Unsightly tubers hard to sell

Researchers close in on scab-resistant potatoes

Potato scab is unsightly, consumers don’t want it and it results in more food waste.

A research project by Agriculture and Agri-Food scientists hopes to develop genetic resistance to a chronic disease in Canada’s potato crops.

The project by AAFC researchers in Prince Edward Island aims at identifying precise genes responsible for resistance to common scab disease in some potato varieties so breeders can use them in developing new resistant varieties.

A truly scab-resistant variety is still three to four years away but the team is making progress, said lead researcher Bourlaye Fofana.

“Right now we are not there yet,” Fofana said in a telephone interview. “(But) we are on a very good track.”

Common scab disease is a soil-borne disease caused by bacteria-like organisms. Fofana said a mail-out survey of Canadian potato growers in 2003 found that 82 per cent of farms reported a scab problem. Scab was most prevalent in Eastern Canada, especially Quebec, but less so in Western Canada. No systematic survey has been conducted since.

Although safe to eat, scab-affected potatoes carry unsightly scabby lesions making them impossible to sell to the fresh vegetable market.

“No one wants a potato in a grocery bag that looks like a rock,” said Fofana.

The lesions also make potatoes hard to peel, resulting in a lot of food waste. Fofana said a severe infection can cause a potato to lose up to 90 per cent of its flesh.

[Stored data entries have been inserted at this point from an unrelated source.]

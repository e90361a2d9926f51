//! Gameplay screen: the session core wired to the engine collaborators.
//!
//! Every core call pushes [`Effect`]s into one buffer; [`Gameplay::apply`]
//! drains it right away. Effects that concern the engine (timers, bodies,
//! feedback) are applied here. Effects that concern other screens or the
//! music are forwarded as [`HostSignal`]s for the app to act on.

use waste_drop_core::{
    BinSet, Effect, Feedback, GameConfig, GameSession, Response, SessionEvent, SessionOutcome,
    SessionSnapshot, SimpleRng,
};
use waste_drop_engine::{Fader, PhysicsWorld, TimerService, WorldEvent};

use crate::types::{
    ItemId, LevelInit, PointerEvent, PointerPhase, ScoreCard, FLOOR_REMOVE_BAND, GROUND_BAND,
    WORLD_HEIGHT, WORLD_WIDTH,
};

/// World units a held item moves per directional key press.
pub const NUDGE_STEP: f32 = 20.0;

#[derive(Debug, Clone, Copy, PartialEq, Eq)]
pub enum GameTimer {
    Countdown { epoch: u32 },
    Drop { epoch: u32 },
}

impl GameTimer {
    fn epoch(&self) -> u32 {
        match *self {
            GameTimer::Countdown { epoch } | GameTimer::Drop { epoch } => epoch,
        }
    }

    fn event(&self) -> SessionEvent {
        match *self {
            GameTimer::Countdown { epoch } => SessionEvent::CountdownTick { epoch },
            GameTimer::Drop { epoch } => SessionEvent::DropTick { epoch },
        }
    }
}

/// Requests from gameplay to the surrounding app.
#[derive(Debug, Clone, Copy, PartialEq)]
pub enum HostSignal {
    PlayMusic,
    StopMusic,
    Transition(ScoreCard),
    Finished(SessionOutcome),
}

#[derive(Debug)]
pub struct Gameplay {
    session: GameSession<SimpleRng>,
    world: PhysicsWorld,
    timers: TimerService<GameTimer>,
    fader: Fader<Feedback>,
    held: Option<ItemId>,
    effects: Vec<Effect>,
    fired: Vec<GameTimer>,
    contacts: Vec<WorldEvent>,
}

impl Gameplay {
    pub fn start(
        config: GameConfig,
        seed: u32,
        init: LevelInit,
        signals: &mut Vec<HostSignal>,
    ) -> Self {
        let mut effects = Vec::new();
        let session = GameSession::begin(
            config,
            BinSet::standard(WORLD_WIDTH, WORLD_HEIGHT),
            SimpleRng::new(seed),
            init,
            &mut effects,
        );
        let mut gameplay = Self {
            session,
            world: PhysicsWorld::new(WORLD_WIDTH, WORLD_HEIGHT),
            timers: TimerService::new(),
            fader: Fader::default(),
            held: None,
            effects,
            fired: Vec::new(),
            contacts: Vec::new(),
        };
        gameplay.apply(signals);
        gameplay
    }

    fn dispatch(&mut self, event: SessionEvent, signals: &mut Vec<HostSignal>) -> Response {
        let response = self.session.dispatch(event, &mut self.effects);
        self.apply(signals);
        response
    }

    fn apply(&mut self, signals: &mut Vec<HostSignal>) {
        let mut effects = std::mem::take(&mut self.effects);
        for effect in effects.drain(..) {
            match effect {
                Effect::StartTimers { epoch } => {
                    let config = self.session.config();
                    self.timers
                        .register(config.countdown_interval_ms, GameTimer::Countdown { epoch });
                    self.timers
                        .register(config.drop_interval_ms, GameTimer::Drop { epoch });
                }
                Effect::CancelTimers { epoch } => {
                    self.timers.cancel_where(|t| t.epoch() == epoch);
                }
                Effect::Release(release) => {
                    self.world
                        .spawn(release.id, release.spawn_x, 0.0, release.velocity_y);
                }
                Effect::Remove { id } => {
                    self.world.remove(id);
                    if self.held == Some(id) {
                        self.held = None;
                    }
                }
                Effect::ReturnToOrigin { id } => {
                    self.world.return_to_origin(id);
                }
                Effect::ClearPlayfield => {
                    self.world.clear();
                    self.held = None;
                }
                Effect::Feedback(feedback) => {
                    self.fader
                        .push(feedback, WORLD_WIDTH / 2.0, WORLD_HEIGHT / 2.0);
                }
                Effect::PhaseChanged(phase) => log::debug!("phase -> {}", phase.as_str()),
                Effect::PlayMusic => signals.push(HostSignal::PlayMusic),
                Effect::StopMusic => signals.push(HostSignal::StopMusic),
                Effect::ShowTransition(card) => signals.push(HostSignal::Transition(card)),
                Effect::Finished(outcome) => signals.push(HostSignal::Finished(outcome)),
            }
        }
        self.effects = effects;
    }

    /// Advance timers, physics and feedback by one host step.
    pub fn tick(&mut self, dt_ms: u32, signals: &mut Vec<HostSignal>) {
        let mut fired = std::mem::take(&mut self.fired);
        fired.clear();
        self.timers.advance(dt_ms, &mut fired);
        for timer in &fired {
            self.dispatch(timer.event(), signals);
        }
        self.fired = fired;

        let mut contacts = std::mem::take(&mut self.contacts);
        contacts.clear();
        self.world.step(dt_ms, &mut contacts);
        for contact in &contacts {
            let WorldEvent::HitFloor { id, y } = *contact;
            if y < WORLD_HEIGHT - FLOOR_REMOVE_BAND {
                continue;
            }
            if !self.dispatch(SessionEvent::HitFloor { id }, signals).accepted() {
                // Not tracked by the session any more; drop the stray body.
                self.world.remove(id);
            }
        }
        self.contacts = contacts;

        self.fader.advance(dt_ms);
    }

    pub fn pointer(&mut self, event: PointerEvent, signals: &mut Vec<HostSignal>) -> bool {
        match event.phase {
            PointerPhase::Down => {
                if self.held.is_some() {
                    return false;
                }
                let state = self.session.state();
                match self.world.hit_test(event.x, event.y, |id| state.can_drag(id)) {
                    Some(id) => self.grab(id, signals),
                    None => false,
                }
            }
            PointerPhase::Drag => match self.held {
                Some(id) => self.world.drag_to(id, event.x, event.y),
                None => false,
            },
            PointerPhase::Up => match self.held {
                Some(id) => {
                    self.world.drag_to(id, event.x, event.y);
                    self.release(signals).is_some()
                }
                None => false,
            },
        }
    }

    fn grab(&mut self, id: ItemId, signals: &mut Vec<HostSignal>) -> bool {
        if !self
            .dispatch(SessionEvent::DragStart { id }, signals)
            .accepted()
        {
            return false;
        }
        self.world.begin_drag(id);
        self.held = Some(id);
        true
    }

    /// Let go of the held item: inside the ground band it lands, anywhere
    /// else it is judged against the bins.
    pub fn release(&mut self, signals: &mut Vec<HostSignal>) -> Option<Response> {
        let id = self.held.take()?;
        let region = self.world.end_drag(id)?;
        let (_, cy) = region.center();
        let event = if cy >= WORLD_HEIGHT - GROUND_BAND {
            SessionEvent::Landed { id }
        } else {
            SessionEvent::Placed { id, region }
        };
        Some(self.dispatch(event, signals))
    }

    /// Keyboard grab: pick up the lowest draggable item, or release the held one.
    pub fn toggle_grab(&mut self, signals: &mut Vec<HostSignal>) -> bool {
        if self.held.is_some() {
            return self.release(signals).is_some();
        }
        let state = self.session.state();
        match self.world.lowest(|id| state.can_drag(id)) {
            Some(id) => self.grab(id, signals),
            None => false,
        }
    }

    pub fn nudge(&mut self, dx: f32, dy: f32) -> bool {
        match self.held {
            Some(id) => self.world.nudge(id, dx, dy),
            None => false,
        }
    }

    /// Abort a drag without judging it, e.g. when the game is paused.
    pub fn cancel_drag(&mut self) {
        if let Some(id) = self.held.take() {
            self.world.end_drag(id);
            self.world.return_to_origin(id);
        }
    }

    pub fn continue_level(&mut self, signals: &mut Vec<HostSignal>) -> bool {
        self.dispatch(SessionEvent::Continue, signals).accepted()
    }

    pub fn session(&self) -> &GameSession<SimpleRng> {
        &self.session
    }

    pub fn snapshot(&self) -> SessionSnapshot {
        self.session.snapshot()
    }

    pub fn world(&self) -> &PhysicsWorld {
        &self.world
    }

    pub fn fader(&self) -> &Fader<Feedback> {
        &self.fader
    }

    pub fn held(&self) -> Option<ItemId> {
        self.held
    }

    pub fn active_timers(&self) -> usize {
        self.timers.len()
    }
}

#[cfg(test)]
mod tests {
    use super::*;
    use crate::types::{Category, LevelPhase, TICK_MS};

    fn start(init: LevelInit) -> (Gameplay, Vec<HostSignal>) {
        let mut signals = Vec::new();
        let g = Gameplay::start(GameConfig::default(), 7, init, &mut signals);
        (g, signals)
    }

    fn run(g: &mut Gameplay, ms: u32, signals: &mut Vec<HostSignal>) {
        let mut left = ms;
        while left > 0 {
            let step = left.min(TICK_MS);
            g.tick(step, signals);
            left -= step;
        }
    }

    fn bin_center(g: &Gameplay, category: Category) -> (f32, f32) {
        g.session().bins().get(category).unwrap().region.center()
    }

    #[test]
    fn test_start_registers_timers_and_music() {
        let (g, signals) = start(LevelInit::default());
        assert_eq!(g.active_timers(), 2);
        assert_eq!(signals, vec![HostSignal::PlayMusic]);
        assert_eq!(g.snapshot().time_remaining, 60);
    }

    #[test]
    fn test_items_release_every_second() {
        let (mut g, mut signals) = start(LevelInit::default());
        run(&mut g, 1000, &mut signals);
        assert_eq!(g.world().bodies().len(), 1);
        assert_eq!(g.snapshot().time_remaining, 59);
        run(&mut g, 1000, &mut signals);
        assert_eq!(g.world().bodies().len(), 2);
    }

    #[test]
    fn test_unhandled_items_fall_off_the_floor() {
        let (mut g, mut signals) = start(LevelInit::default());
        run(&mut g, 1000, &mut signals);
        let first = g.world().bodies()[0].id;
        // 150 px/s plus gravity reaches the floor well within four seconds.
        run(&mut g, 4000, &mut signals);
        assert!(g.world().body(first).is_none());
        assert_eq!(
            g.session().state().item(first).unwrap().status,
            crate::types::ItemStatus::Removed
        );
    }

    #[test]
    fn test_drag_into_matching_bin_scores() {
        let (mut g, mut signals) = start(LevelInit::default());
        run(&mut g, 1000, &mut signals);
        let body = g.world().bodies()[0];
        let category = g.session().state().item(body.id).unwrap().category;

        assert!(g.pointer(
            PointerEvent::new(PointerPhase::Down, body.x, body.y),
            &mut signals
        ));
        assert_eq!(g.held(), Some(body.id));

        let (bx, _) = bin_center(&g, category);
        g.pointer(PointerEvent::new(PointerPhase::Drag, bx, 500.0), &mut signals);
        assert!(g.pointer(PointerEvent::new(PointerPhase::Up, bx, 500.0), &mut signals));

        assert_eq!(g.snapshot().score, 10);
        assert!(g.world().body(body.id).is_none());
        assert_eq!(g.fader().labels().len(), 1);
        assert_eq!(g.fader().labels()[0].value.text(), "Correct! +10");
    }

    #[test]
    fn test_miss_returns_item_to_pickup_point() {
        let (mut g, mut signals) = start(LevelInit::default());
        run(&mut g, 1000, &mut signals);
        let body = g.world().bodies()[0];

        g.pointer(PointerEvent::new(PointerPhase::Down, body.x, body.y), &mut signals);
        g.pointer(PointerEvent::new(PointerPhase::Up, 180.0, 100.0), &mut signals);

        let after = g.world().body(body.id).unwrap();
        assert_eq!((after.x, after.y), (body.x, body.y));
        assert_eq!(g.snapshot().score, 0);
        assert_eq!(g.held(), None);
    }

    #[test]
    fn test_drop_in_ground_band_lands() {
        let (mut g, mut signals) = start(LevelInit::default());
        run(&mut g, 1000, &mut signals);
        let id = g.world().bodies()[0].id;

        assert!(g.toggle_grab(&mut signals));
        g.nudge(0.0, WORLD_HEIGHT);
        assert!(g.toggle_grab(&mut signals));
        assert_eq!(
            g.session().state().item(id).unwrap().status,
            crate::types::ItemStatus::Landed
        );
        // A landed item can no longer be picked up.
        assert!(!g.toggle_grab(&mut signals));
    }

    #[test]
    fn test_pointer_reaches_falling_item_under_landed_one() {
        let (mut g, mut signals) = start(LevelInit::default());
        run(&mut g, 2000, &mut signals);
        let (a, b) = (g.world().bodies()[0].id, g.world().bodies()[1].id);
        while g.world().body(a).unwrap().y < 565.0 {
            g.tick(TICK_MS, &mut signals);
        }
        let under = *g.world().body(a).unwrap();
        let top = *g.world().body(b).unwrap();

        // Land the later item in the ground band, on top of the falling one.
        g.pointer(PointerEvent::new(PointerPhase::Down, top.x, top.y), &mut signals);
        assert_eq!(g.held(), Some(b));
        g.pointer(
            PointerEvent::new(PointerPhase::Up, under.x, under.y + 25.0),
            &mut signals,
        );
        assert_eq!(
            g.session().state().item(b).unwrap().status,
            crate::types::ItemStatus::Landed
        );

        assert!(g.pointer(
            PointerEvent::new(PointerPhase::Down, under.x, under.y + 20.0),
            &mut signals
        ));
        assert_eq!(g.held(), Some(a));
    }

    #[test]
    fn test_clock_expiry_finishes_game() {
        let (mut g, mut signals) = start(LevelInit {
            level: Some(5),
            score: Some(0),
        });
        run(&mut g, 40_000, &mut signals);
        let snap = g.snapshot();
        assert_eq!(snap.phase, LevelPhase::GameOver);
        assert_eq!(g.active_timers(), 0);
        assert!(g.world().bodies().is_empty());
        assert!(signals.contains(&HostSignal::StopMusic));
        assert!(matches!(
            signals.last(),
            Some(HostSignal::Finished(SessionOutcome::GameOver(card))) if card.level == 5
        ));
    }

    #[test]
    fn test_carried_score_wins_and_continues() {
        let (mut g, mut signals) = start(LevelInit {
            level: Some(1),
            score: Some(300),
        });
        assert_eq!(g.snapshot().phase, LevelPhase::Transitioning);
        assert_eq!(g.active_timers(), 0);
        assert!(signals.contains(&HostSignal::Transition(ScoreCard {
            level: 1,
            score: 300
        })));

        signals.clear();
        assert!(g.continue_level(&mut signals));
        let snap = g.snapshot();
        assert_eq!((snap.level, snap.score, snap.time_remaining), (2, 0, 55));
        assert_eq!(g.active_timers(), 2);
        assert_eq!(signals, vec![HostSignal::PlayMusic]);
    }

    #[test]
    fn test_cancel_drag_restores_item() {
        let (mut g, mut signals) = start(LevelInit::default());
        run(&mut g, 1000, &mut signals);
        let body = g.world().bodies()[0];
        g.toggle_grab(&mut signals);
        g.nudge(40.0, 40.0);
        g.cancel_drag();
        let after = g.world().body(body.id).unwrap();
        assert_eq!((after.x, after.y), (body.x, body.y));
        assert_eq!(g.held(), None);
    }
}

AAFC estimates the disease costs producers $17 million a year in potato food waste and lost revenue. Cultural and chemical practices provide some disease control. But the only successful control will have to be breeding resistant varieties through genetic research.

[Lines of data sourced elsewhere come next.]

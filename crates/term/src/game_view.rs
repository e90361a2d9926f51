//! GameView: maps the [`App`] screens into a terminal framebuffer.
//!
//! This module is pure (no I/O). It can be unit-tested.
//!
//! Everything on the playfield is placed in world coordinates and mapped
//! through [`PlayfieldLayout`], the same mapping the host uses to turn mouse
//! cells back into world points. Menu buttons therefore land exactly where
//! clicks hit them.

use waste_drop_app::{button_rect, pause_button, App, Gameplay, MenuItem, Screen, ScreenData};
use waste_drop_core::FeedbackTone;
use waste_drop_engine::Theme;

use crate::fb::{Cell, CellStyle, FrameBuffer, Rgb};
use crate::layout::{PlayfieldLayout, Viewport};
use crate::types::{Rect, ScoreCard, WORLD_WIDTH};

const TEXT: Rgb = Rgb::new(230, 230, 230);
const MUTED: Rgb = Rgb::new(150, 150, 160);
const GOOD: Rgb = Rgb::new(90, 220, 110);
const BAD: Rgb = Rgb::new(240, 80, 70);
const FRAME: Rgb = Rgb::new(200, 200, 200);
const BUTTON: Rgb = Rgb::new(45, 55, 70);
const BUTTON_HOT: Rgb = Rgb::new(70, 110, 160);

/// A lightweight terminal renderer for the sorting game.
pub struct GameView {
    /// Darkening applied to gameplay under the pause and transition overlays.
    overlay_shade: f32,
}

impl Default for GameView {
    fn default() -> Self {
        Self { overlay_shade: 0.6 }
    }
}

impl GameView {
    pub fn new(overlay_shade: f32) -> Self {
        Self {
            overlay_shade: overlay_shade.clamp(0.0, 1.0),
        }
    }

    /// Render the current screen into an existing framebuffer.
    ///
    /// Callers can reuse a framebuffer across frames and only resize when
    /// the terminal size changes.
    pub fn render_into(&self, app: &App, viewport: Viewport, fb: &mut FrameBuffer) {
        fb.resize(viewport.width, viewport.height);
        fb.clear(Cell::default());

        let Some(layout) = PlayfieldLayout::fit(viewport) else {
            let style = CellStyle::new(TEXT, Rgb::default()).bold();
            let mid = viewport.height / 2;
            fb.put_str_centered(
                viewport.width / 2,
                mid,
                "Terminal too small",
                0,
                viewport.width,
                style,
            );
            return;
        };

        let theme = &app.assets().theme;
        let bg = Rgb::from_array(theme.background);
        fb.fill_rect(
            layout.x,
            layout.y,
            layout.cols,
            layout.rows,
            ' ',
            CellStyle::new(MUTED, bg),
        );
        draw_border(
            fb,
            layout.x - 1,
            layout.y - 1,
            layout.cols + 2,
            layout.rows + 2,
            CellStyle::new(FRAME, Rgb::default()),
        );

        let Some(screen) = app.screen() else {
            return;
        };
        let data = app.screen_data();
        let painter = Painter { layout, bg };

        match screen {
            Screen::Loading => painter.loading(fb, app.load_progress(), theme),
            Screen::LoadError => painter.load_error(fb, app.load_error()),
            Screen::MainMenu => {
                painter.title(fb, &app.assets().title);
                painter.menu(fb, app, screen, data);
            }
            Screen::Gameplay => {
                if let Some(gameplay) = app.gameplay() {
                    painter.gameplay(fb, gameplay, theme);
                    self.draw_hud(fb, &layout, viewport, gameplay, bg);
                }
            }
            Screen::Pause | Screen::Options | Screen::LevelTransition => {
                if let Some(gameplay) = app.gameplay() {
                    painter.gameplay(fb, gameplay, theme);
                    self.draw_hud(fb, &layout, viewport, gameplay, bg);
                }
                fb.shade_rect(
                    layout.x,
                    layout.y,
                    layout.cols,
                    layout.rows,
                    self.overlay_shade,
                );
                painter.heading(fb, screen, data.card);
                painter.menu(fb, app, screen, data);
            }
            Screen::GameOver | Screen::GameComplete => {
                painter.heading(fb, screen, data.card);
                painter.menu(fb, app, screen, data);
            }
        }
    }

    /// Convenience helper that allocates a new framebuffer.
    pub fn render(&self, app: &App, viewport: Viewport) -> FrameBuffer {
        let mut fb = FrameBuffer::new(viewport.width, viewport.height);
        self.render_into(app, viewport, &mut fb);
        fb
    }

    fn draw_hud(
        &self,
        fb: &mut FrameBuffer,
        layout: &PlayfieldLayout,
        viewport: Viewport,
        gameplay: &Gameplay,
        bg: Rgb,
    ) {
        let snap = gameplay.snapshot();
        let rows = [
            ("Time: ", snap.time_remaining),
            ("Score: ", snap.score),
            ("Level: ", snap.level),
            ("Target: ", snap.target_score),
        ];

        if layout.side_panel {
            let label = CellStyle::new(TEXT, Rgb::default()).bold();
            let value = CellStyle::new(TEXT, Rgb::default());
            let x = layout.right() + 2;
            let mut y = layout.y;
            for (name, v) in rows {
                if y >= viewport.height {
                    break;
                }
                fb.put_str(x, y, name, label);
                fb.put_u32(x + name.len() as u16, y, v, value);
                y = y.saturating_add(2);
            }
            draw_progress(fb, x, y, 16, snap.progress(), GOOD, value);
            return;
        }

        // Narrow terminals: two lines inside the playfield, left of the
        // pause button.
        let style = CellStyle::new(TEXT, bg);
        for (line, pair) in rows.chunks(2).enumerate() {
            let mut x = layout.x + 1;
            let y = layout.y + line as u16;
            for &(name, v) in pair {
                fb.put_str(x, y, name, style.bold());
                x += name.len() as u16;
                fb.put_u32(x, y, v, style);
                x += digits(v) + 2;
            }
        }
    }
}

/// Draw routines that share the playfield mapping.
struct Painter {
    layout: PlayfieldLayout,
    bg: Rgb,
}

impl Painter {
    /// Centered text on the playfield at a world y.
    fn text(&self, fb: &mut FrameBuffer, world_y: f32, text: &str, style: CellStyle) {
        let row = self.layout.row_of(world_y);
        if row < 0 || row >= self.layout.rows as i32 {
            return;
        }
        fb.put_str_centered(
            self.layout.center_col(),
            self.layout.y + row as u16,
            text,
            self.layout.x,
            self.layout.right(),
            style,
        );
    }

    fn fill_world(
        &self,
        fb: &mut FrameBuffer,
        rect: &Rect,
        ch: char,
        style: CellStyle,
    ) -> Option<(u16, u16, u16, u16)> {
        let cells = self.layout.rect_cells(rect)?;
        let (x, y, w, h) = cells;
        fb.fill_rect(x, y, w, h, ch, style);
        Some(cells)
    }

    fn loading(&self, fb: &mut FrameBuffer, progress: f32, theme: &Theme) {
        let text = CellStyle::new(TEXT, self.bg);
        self.text(fb, 280.0, "Loading...", text.bold());

        let row = self.layout.row_of(320.0).max(0) as u16;
        let width = self.layout.cols.saturating_sub(4);
        draw_progress(
            fb,
            self.layout.x + 2,
            self.layout.y + row,
            width,
            progress,
            Rgb::from_array(theme.accent),
            text,
        );

        let percent = (progress.clamp(0.0, 1.0) * 100.0).round() as u32;
        self.text(fb, 360.0, &format!("{}%", percent), text);
    }

    fn load_error(&self, fb: &mut FrameBuffer, detail: Option<&str>) {
        let style = CellStyle::new(BAD, self.bg).bold();
        self.text(fb, 300.0, "Error loading game assets", style);
        if let Some(detail) = detail {
            self.text(fb, 340.0, detail, CellStyle::new(MUTED, self.bg));
        }
        self.text(fb, 400.0, "Press q to quit", CellStyle::new(MUTED, self.bg));
    }

    fn title(&self, fb: &mut FrameBuffer, banner: &[String]) {
        let style = CellStyle::new(GOOD, self.bg).bold();
        let widest = banner.iter().map(|l| l.chars().count()).max().unwrap_or(0);
        if banner.is_empty() || widest > self.layout.cols as usize {
            self.text(fb, 120.0, "Waste Drop", style);
            return;
        }
        let left = self.layout.x + (self.layout.cols - widest as u16) / 2;
        let top = self.layout.y + self.layout.row_of(80.0).max(0) as u16;
        for (i, line) in banner.iter().enumerate() {
            let y = top + i as u16;
            if y >= self.layout.y + self.layout.rows {
                break;
            }
            fb.put_str(left, y, line, style);
        }
    }

    fn heading(&self, fb: &mut FrameBuffer, screen: Screen, card: Option<ScoreCard>) {
        let title = CellStyle::new(TEXT, Rgb::default()).bold();
        let body = CellStyle::new(TEXT, Rgb::default());
        let card = card.unwrap_or(ScoreCard { level: 1, score: 0 });
        match screen {
            Screen::Pause => self.text(fb, 200.0, "Paused", title),
            Screen::Options => self.text(fb, 200.0, "Options", title),
            Screen::LevelTransition => {
                self.text(fb, 200.0, &format!("Level {} Complete!", card.level), title);
                self.text(fb, 260.0, &format!("Score: {}", card.score), body);
            }
            Screen::GameOver => {
                self.text(fb, 180.0, "Game Over!", CellStyle::new(BAD, self.bg).bold());
                let body = CellStyle::new(TEXT, self.bg);
                self.text(fb, 240.0, &format!("You reached Level {}", card.level), body);
                self.text(fb, 280.0, &format!("Final Score: {}", card.score), body);
            }
            Screen::GameComplete => {
                self.text(fb, 200.0, "Game Completed!", CellStyle::new(GOOD, self.bg).bold());
                let body = CellStyle::new(TEXT, self.bg);
                self.text(fb, 260.0, &format!("Your Final Score: {}", card.score), body);
            }
            _ => {}
        }
    }

    fn menu(&self, fb: &mut FrameBuffer, app: &App, screen: Screen, data: ScreenData) {
        for (i, item) in screen.menu().iter().enumerate() {
            let hot = i == data.cursor;
            let style = if hot {
                CellStyle::new(TEXT, BUTTON_HOT).bold()
            } else {
                CellStyle::new(TEXT, BUTTON)
            };
            let rect = button_rect(i);
            if self.fill_world(fb, &rect, ' ', style).is_none() {
                continue;
            }
            let label = match item {
                MenuItem::Continue => {
                    let next = data.card.map_or(2, |c| c.level + 1);
                    format!("Continue to Level {}", next)
                }
                MenuItem::Volume => {
                    format!("< {} {}% >", item.label(), app.music().volume_percent())
                }
                _ => item.label().to_string(),
            };
            let (_, cy) = rect.center();
            let row = self.layout.row_of(cy).clamp(0, self.layout.rows as i32 - 1) as u16;
            let (bx, _, bw, _) = self.layout.rect_cells(&rect).unwrap_or_default();
            fb.put_str_centered(
                bx + bw / 2,
                self.layout.y + row,
                &label,
                bx,
                bx + bw,
                style,
            );
        }
    }

    fn gameplay(&self, fb: &mut FrameBuffer, gameplay: &Gameplay, theme: &Theme) {
        let session = gameplay.session();

        for bin in session.bins().iter() {
            let cat = theme.style(bin.category);
            let color = Rgb::from_array(cat.color);
            let style = CellStyle::new(TEXT, color.mix(self.bg, 0.55));
            if let Some((x, y, w, _)) = self.fill_world(fb, &bin.region, ' ', style) {
                fb.put_str_centered(x + w / 2, y, &cat.label, x, x + w, style.bold());
            }
        }

        for body in gameplay.world().bodies() {
            let Some(item) = session.state().item(body.id) else {
                continue;
            };
            let cat = theme.style(item.category);
            let color = Rgb::from_array(cat.color);
            let mut style = CellStyle::new(Rgb::new(255, 255, 255), color);
            if gameplay.held() == Some(body.id) {
                style.bg = color.mix(Rgb::new(255, 255, 255), 0.35);
                style = style.bold();
            }
            self.fill_world(fb, &body.bounds(), cat.glyph(item.variant), style);
        }

        let button = pause_button();
        let style = CellStyle::new(TEXT, BUTTON).bold();
        if let Some((x, y, w, h)) = self.fill_world(fb, &button, ' ', style) {
            fb.put_str_centered(x + w / 2, y + h / 2, "II", x, x + w, style);
        }

        for label in gameplay.fader().labels() {
            let (x, y) = label.position();
            let x = x.clamp(0.0, WORLD_WIDTH - 1.0);
            let Some((col, row)) = self.layout.world_to_screen(x, y) else {
                continue;
            };
            let fg = match label.value.tone {
                FeedbackTone::Positive => GOOD,
                FeedbackTone::Negative => BAD,
            };
            let mut style = CellStyle::new(fg, self.bg).bold();
            style.dim = label.alpha() < 0.5;
            fb.put_str_centered(
                col,
                row,
                &label.value.text(),
                self.layout.x,
                self.layout.right(),
                style,
            );
        }
    }
}

fn draw_border(fb: &mut FrameBuffer, x: u16, y: u16, w: u16, h: u16, style: CellStyle) {
    if w < 2 || h < 2 {
        return;
    }

    fb.put_char(x, y, '┌', style);
    fb.put_char(x + w - 1, y, '┐', style);
    fb.put_char(x, y + h - 1, '└', style);
    fb.put_char(x + w - 1, y + h - 1, '┘', style);

    for dx in 1..w - 1 {
        fb.put_char(x + dx, y, '─', style);
        fb.put_char(x + dx, y + h - 1, '─', style);
    }
    for dy in 1..h - 1 {
        fb.put_char(x, y + dy, '│', style);
        fb.put_char(x + w - 1, y + dy, '│', style);
    }
}

fn draw_progress(
    fb: &mut FrameBuffer,
    x: u16,
    y: u16,
    width: u16,
    progress: f32,
    fill: Rgb,
    base: CellStyle,
) {
    let filled = (progress.clamp(0.0, 1.0) * width as f32).round() as u16;
    for i in 0..width {
        if i < filled {
            fb.put_char(x + i, y, '█', CellStyle { fg: fill, ..base });
        } else {
            fb.put_char(x + i, y, '░', CellStyle { dim: true, ..base });
        }
    }
}

fn digits(v: u32) -> u16 {
    let mut n = v;
    let mut len = 1;
    while n >= 10 {
        n /= 10;
        len += 1;
    }
    len
}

AAFC’s hunt for resistant genes involves a molecular biological procedure known as gene expression profiling. Genes can be “expressed” when an enzyme “transcribes” a potato’s DNA into a complementary RNA string of text called MessengerRNA (mRNA). Comparative gene expression profiling measures the activity (or expression) of thousands of genes at once.

A gene producing lots of mRNA is called “up-regulated” while a gene producing little or no mRNA is termed “down-regulated.”

The AAFC project centres around two potato varieties: Hindenburg, which is more resistant to scab, and Green Mountain, which is less resistant. Using comparative gene expression profiling, the research team identified 273 different genes in 34 biochemical pathways (connected biological reactions supporting one another) that differentiate Green Mountain and Hindenburg and might be responsible for scab resistance.

Fofana said researchers came away with a few genes which make Hindenburg more resistant to scab as compared to Green Mountain. The next step is to do genetic mapping to identify those genes associated with scab resistance. After that, the data will be handed off to breeders who will conduct trials in the greenhouse next winter and then later in the field to see if what works indoors also does so outside.

The end goal is to provide potato growers with scab-resistant varieties producing less waste and better financial returns, AAFC says.